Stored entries
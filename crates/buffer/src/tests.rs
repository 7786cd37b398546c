use super::*;
use storage::{MemPagedFile, PAGE_SIZE};
use tempfile::tempdir;

fn page_of(byte: u8) -> Vec<u8> {
    vec![byte; PAGE_SIZE]
}

#[test]
fn miss_then_hit_returns_same_bytes() {
    let mut cache = BlockCache::new(MemPagedFile::default(), PAGE_SIZE * 4);
    let id = cache.allocate().unwrap();
    cache.write(id, &page_of(9)).unwrap();

    let mut out = vec![0u8; PAGE_SIZE];
    cache.read(id, &mut out).unwrap();
    assert_eq!(out, page_of(9));
    assert!(cache.is_cached(id));

    let mut out2 = vec![0u8; PAGE_SIZE];
    cache.read(id, &mut out2).unwrap();
    assert_eq!(out2, page_of(9));
}

/// Invariant 1 / scenario S5 from spec §8: after a write, every subsequent
/// read through the cache returns the new bytes, and the write evicts any
/// stale cached copy first.
#[test]
fn write_evicts_then_read_sees_new_bytes() {
    let dir = tempdir().unwrap();
    let path = dir.path().join("cache.db");
    let file = storage::DiskPagedFile::open(&path, storage::OpenMode::ReadWrite).unwrap();
    let mut cache = BlockCache::new(file, PAGE_SIZE * 4);

    let id = cache.allocate().unwrap();
    cache.write(id, &page_of(1)).unwrap();

    let mut out = vec![0u8; PAGE_SIZE];
    cache.read(id, &mut out).unwrap(); // populate cache
    assert!(cache.is_cached(id));

    cache.write(id, &page_of(2)).unwrap();
    assert!(!cache.is_cached(id), "write must evict before completing");

    let mut out2 = vec![0u8; PAGE_SIZE];
    cache.read(id, &mut out2).unwrap();
    assert_eq!(out2, page_of(2));
}

#[test]
fn eviction_demotes_to_secondary_tier_then_drops() {
    let mut cache = BlockCache::new(MemPagedFile::default(), PAGE_SIZE); // 1 primary slot
    let a = cache.allocate().unwrap();
    let b = cache.allocate().unwrap();
    cache.write(a, &page_of(1)).unwrap();
    cache.write(b, &page_of(2)).unwrap();

    let mut out = vec![0u8; PAGE_SIZE];
    cache.read(a, &mut out).unwrap();
    assert!(cache.is_cached(a));
    assert_eq!(cache.primary_len(), 1);

    // Reading b evicts a into the secondary tier rather than dropping it.
    cache.read(b, &mut out).unwrap();
    assert!(
        cache.is_cached(a),
        "evicted primary entry should land in secondary"
    );
    assert_eq!(cache.secondary_len(), 1);

    // Reading a again promotes it back to primary.
    cache.read(a, &mut out).unwrap();
    assert_eq!(out, page_of(1));
}

#[test]
fn truncate_clears_cache_entirely() {
    let mut cache = BlockCache::new(MemPagedFile::default(), PAGE_SIZE * 8);
    let a = cache.allocate().unwrap();
    let b = cache.allocate().unwrap();
    cache.write(a, &page_of(1)).unwrap();
    cache.write(b, &page_of(2)).unwrap();

    let mut out = vec![0u8; PAGE_SIZE];
    cache.read(a, &mut out).unwrap();
    cache.read(b, &mut out).unwrap();
    assert!(cache.is_cached(a) && cache.is_cached(b));

    cache.truncate(1).unwrap();
    assert!(!cache.is_cached(a));
    assert!(!cache.is_cached(b));
}

#[test]
fn page_store_over_block_cache_persists_on_flush() {
    let dir = tempdir().unwrap();
    let path = dir.path().join("tree.db");
    let file = storage::DiskPagedFile::open(&path, storage::OpenMode::ReadWrite).unwrap();
    let cache = BlockCache::new(file, PAGE_SIZE * 16);
    let mut store = storage::PageStore::new(cache);

    let id = store.allocate_page(storage::PageKind::Leaf, None).unwrap();
    let mut page = store.get_page(id, storage::PageKind::Leaf).unwrap();
    page.payload[..3].copy_from_slice(b"abc");
    store.update(&page).unwrap();
    store.flush().unwrap();

    let reloaded = store.get_page(id, storage::PageKind::Leaf).unwrap();
    assert_eq!(&reloaded.payload[..3], b"abc");
}
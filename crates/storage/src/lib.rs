//! Paged storage core: C1 (paged file), C3 (page store), and C10 (off-heap
//! backing) from the storage/execution engine spec.
//!
//! Layering: `channel::PagedFile` is the page-aligned I/O seam shared by a
//! disk file, an in-memory file, and (via `buffer::BlockCache`, a separate
//! crate) a cached wrapper around either. `page_store::PageStore` is
//! generic over any `PagedFile` and adds allocation, type dispatch, and
//! undo/row-logging hooks on top.

pub mod channel;
pub mod offheap;
pub mod page_store;


use common::DbResult;

/// Store-wide immutable page size (spec §3). Equal to `CACHE_BLOCK_SIZE`
/// used by the block read cache (C2), which is why a cache block and a page
/// always align.
pub const PAGE_SIZE: usize = 4096;

pub use channel::{DiskPagedFile, MemPagedFile, OpenMode, PagedFile};
pub use offheap::OffHeapStore;
pub use page_store::{PageKind, PageStore, StoredPage};

/// Named external collaborator from spec §6: block streams ask this to
/// compress/expand record payloads without knowing which algorithm is
/// configured. The algorithm name itself is never stored in the record —
/// the caller is responsible for picking the same `CompressTool` on read
/// that it used on write.
pub trait CompressTool {
    fn compress(&self, buf: &[u8]) -> DbResult<Vec<u8>>;
    fn expand(&self, src: &[u8], dst: &mut [u8]) -> DbResult<()>;
}

/// Named external collaborator from spec §1: the trace/logging sink pages
/// and streams report interesting events to. Deliberately thin — a real
/// trace sink lives outside this core; `NullTrace` is for tests and
/// contexts that don't care.
pub trait Trace {
    fn event(&self, msg: &str);
}

#[derive(Debug, Default, Clone, Copy)]
pub struct NullTrace;

impl Trace for NullTrace {
    fn event(&self, _msg: &str) {}
}
use super::*;
use rand::rngs::StdRng;
use rand::SeedableRng;

fn scan_only(table: u64, name: &str, row_count: i64, cost: i64) -> Filter {
    Filter {
        table: TableId(table),
        name: name.into(),
        row_count,
        options: vec![IndexCandidate {
            name: format!("{name}_scan"),
            kind: IndexKind::BTree,
            cost,
            enabled_by: vec![],
        }],
    }
}

/// Scenario S4: three filters with base costs {A:10, B:100, C:1000} and no
/// join-condition-dependent options (selectivity 1.0 throughout). Brute
/// force must settle on ascending order [A, B, C] because later positions
/// are weighted by every earlier filter's row count, and the nested-loop
/// accumulator `cost = a + a*b + a*b*c` is minimized (for a fixed product
/// a*b*c) by putting the smallest factor first.
#[test]
fn s4_brute_force_settles_on_ascending_cost_order() {
    let filters = vec![
        scan_only(1, "A", 10, 10),
        scan_only(2, "B", 100, 100),
        scan_only(3, "C", 1000, 1000),
    ];
    let config = Config::default();
    let mut rng = StdRng::seed_from_u64(1);
    let plan = optimize(&filters, false, &config, &mut rng).unwrap();

    assert_eq!(plan.order, vec![0, 1, 2]);
    let expected = 10.0 + 10.0 * 100.0 + 10.0 * 100.0 * 1000.0;
    assert_eq!(plan.cost, expected);
}

#[test]
fn force_join_order_keeps_input_order_even_if_suboptimal() {
    let filters = vec![
        scan_only(1, "A", 1000, 1000),
        scan_only(2, "B", 10, 10),
    ];
    let config = Config::default();
    let mut rng = StdRng::seed_from_u64(1);
    let plan = optimize(&filters, true, &config, &mut rng).unwrap();
    assert_eq!(plan.order, vec![0, 1]);
}

#[test]
fn single_filter_is_never_searched() {
    let filters = vec![scan_only(1, "A", 42, 7)];
    let config = Config::default();
    let mut rng = StdRng::seed_from_u64(1);
    let plan = optimize(&filters, false, &config, &mut rng).unwrap();
    assert_eq!(plan.order, vec![0]);
    assert_eq!(plan.cost, 7.0);
}

/// Invariant 6: adding a restricting index predicate (an equality option
/// that only becomes available once another filter is placed earlier)
/// never makes the plan more expensive than the best plan without it —
/// the optimizer either exploits the cheaper option or ignores it.
#[test]
fn cost_monotonicity_restricting_predicate_never_increases_cost() {
    let without_index = vec![
        scan_only(1, "A", 50, 50),
        scan_only(2, "B", 500, 500),
    ];
    let config = Config::default();
    let rng_seed = StdRng::seed_from_u64(7);
    let mut rng = rng_seed.clone();
    let baseline = optimize(&without_index, false, &config, &mut rng).unwrap();

    let mut with_index = without_index.clone();
    with_index[1].options.push(IndexCandidate {
        name: "b_eq_a".into(),
        kind: IndexKind::Hash,
        cost: 2,
        enabled_by: vec![0],
    });
    let mut rng2 = rng_seed;
    let improved = optimize(&with_index, false, &config, &mut rng2).unwrap();

    assert!(improved.cost <= baseline.cost);
}

/// Invariant 5: with the genetic search's RNG seeded deterministically,
/// repeated runs over the same filters land on the same best cost. Uses
/// more than `max_brute_force_filters` filters so the genetic refinement
/// path actually runs.
#[test]
fn genetic_search_is_deterministic_under_fixed_seed() {
    let filters: Vec<Filter> = (0..9)
        .map(|i| scan_only(i, &format!("T{i}"), (i as i64 + 1) * 37, (i as i64 + 1) * 11))
        .collect();
    let config = Config::default();

    let mut rng_a = StdRng::seed_from_u64(42);
    let plan_a = optimize(&filters, false, &config, &mut rng_a).unwrap();

    let mut rng_b = StdRng::seed_from_u64(42);
    let plan_b = optimize(&filters, false, &config, &mut rng_b).unwrap();

    assert_eq!(plan_a.cost, plan_b.cost);
}

#[test]
fn every_chosen_cost_is_strictly_positive() {
    let filters = vec![
        scan_only(1, "A", 10, 10),
        scan_only(2, "B", 100, 100),
        scan_only(3, "C", 1000, 1000),
        scan_only(4, "D", 5, 5),
    ];
    let config = Config::default();
    let mut rng = StdRng::seed_from_u64(3);
    let plan = optimize(&filters, false, &config, &mut rng).unwrap();
    for item in &plan.items {
        assert!(item.cost > 0);
    }
}

#[test]
fn non_positive_cost_is_rejected_as_optimizer_error() {
    let filters = vec![
        scan_only(1, "A", 10, 10),
        Filter {
            table: TableId(2),
            name: "B".into(),
            row_count: 10,
            options: vec![IndexCandidate {
                name: "broken".into(),
                kind: IndexKind::BTree,
                cost: 0,
                enabled_by: vec![],
            }],
        },
    ];
    let config = Config::default();
    let mut rng = StdRng::seed_from_u64(1);
    assert!(optimize(&filters, false, &config, &mut rng).is_err());
}

#[test]
fn zero_filters_is_rejected() {
    let config = Config::default();
    let mut rng = StdRng::seed_from_u64(1);
    assert!(optimize(&[], false, &config, &mut rng).is_err());
}

/// Above `max_brute_force_filters`, the optimizer must still produce a
/// valid total order over every filter (the partial brute force + greedy
/// fill + genetic refinement path), not just over the brute-forced prefix.
#[test]
fn large_filter_count_falls_back_to_partial_search_and_covers_every_filter() {
    let filters: Vec<Filter> = (0..12)
        .map(|i| scan_only(i, &format!("T{i}"), 100 - i as i64, 100 - i as i64))
        .collect();
    let config = Config::default();
    let mut rng = StdRng::seed_from_u64(9);
    let plan = optimize(&filters, false, &config, &mut rng).unwrap();

    let mut seen: Vec<usize> = plan.order.clone();
    seen.sort_unstable();
    assert_eq!(seen, (0..12).collect::<Vec<_>>());
    assert_eq!(plan.items.len(), 12);
}

#[test]
fn brute_force_prefix_len_never_exceeds_filter_count() {
    for n in 1..=20 {
        let k = brute_force_prefix_len(n, 2000);
        assert!(k >= 1 && k <= n, "n={n} k={k}");
    }
}

#[test]
fn index_candidate_unlocked_by_join_partner_is_preferred_once_reachable() {
    // B's cheap hash-equality option only applies once A has been placed
    // earlier in the order; a plan that puts A first should use it.
    let filters = vec![
        scan_only(1, "A", 20, 20),
        Filter {
            table: TableId(2),
            name: "B".into(),
            row_count: 500,
            options: vec![
                IndexCandidate {
                    name: "b_scan".into(),
                    kind: IndexKind::BTree,
                    cost: 500,
                    enabled_by: vec![],
                },
                IndexCandidate {
                    name: "b_eq_a".into(),
                    kind: IndexKind::Hash,
                    cost: 2,
                    enabled_by: vec![0],
                },
            ],
        },
    ];
    let config = Config::default();
    let mut rng = StdRng::seed_from_u64(1);
    let plan = optimize(&filters, false, &config, &mut rng).unwrap();

    assert_eq!(plan.order, vec![0, 1]);
    let b_item = plan.items.iter().find(|i| i.filter == 1).unwrap();
    assert_eq!(b_item.index_name, "b_eq_a");
}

▸ **Task instructions**
Among the lines above, find those with the word "Named" and list them.

▸ **Written response**
/// Named external collaborator from spec §6: block streams ask this to
/// Named external collaborator from spec §1: the trace/logging sink pages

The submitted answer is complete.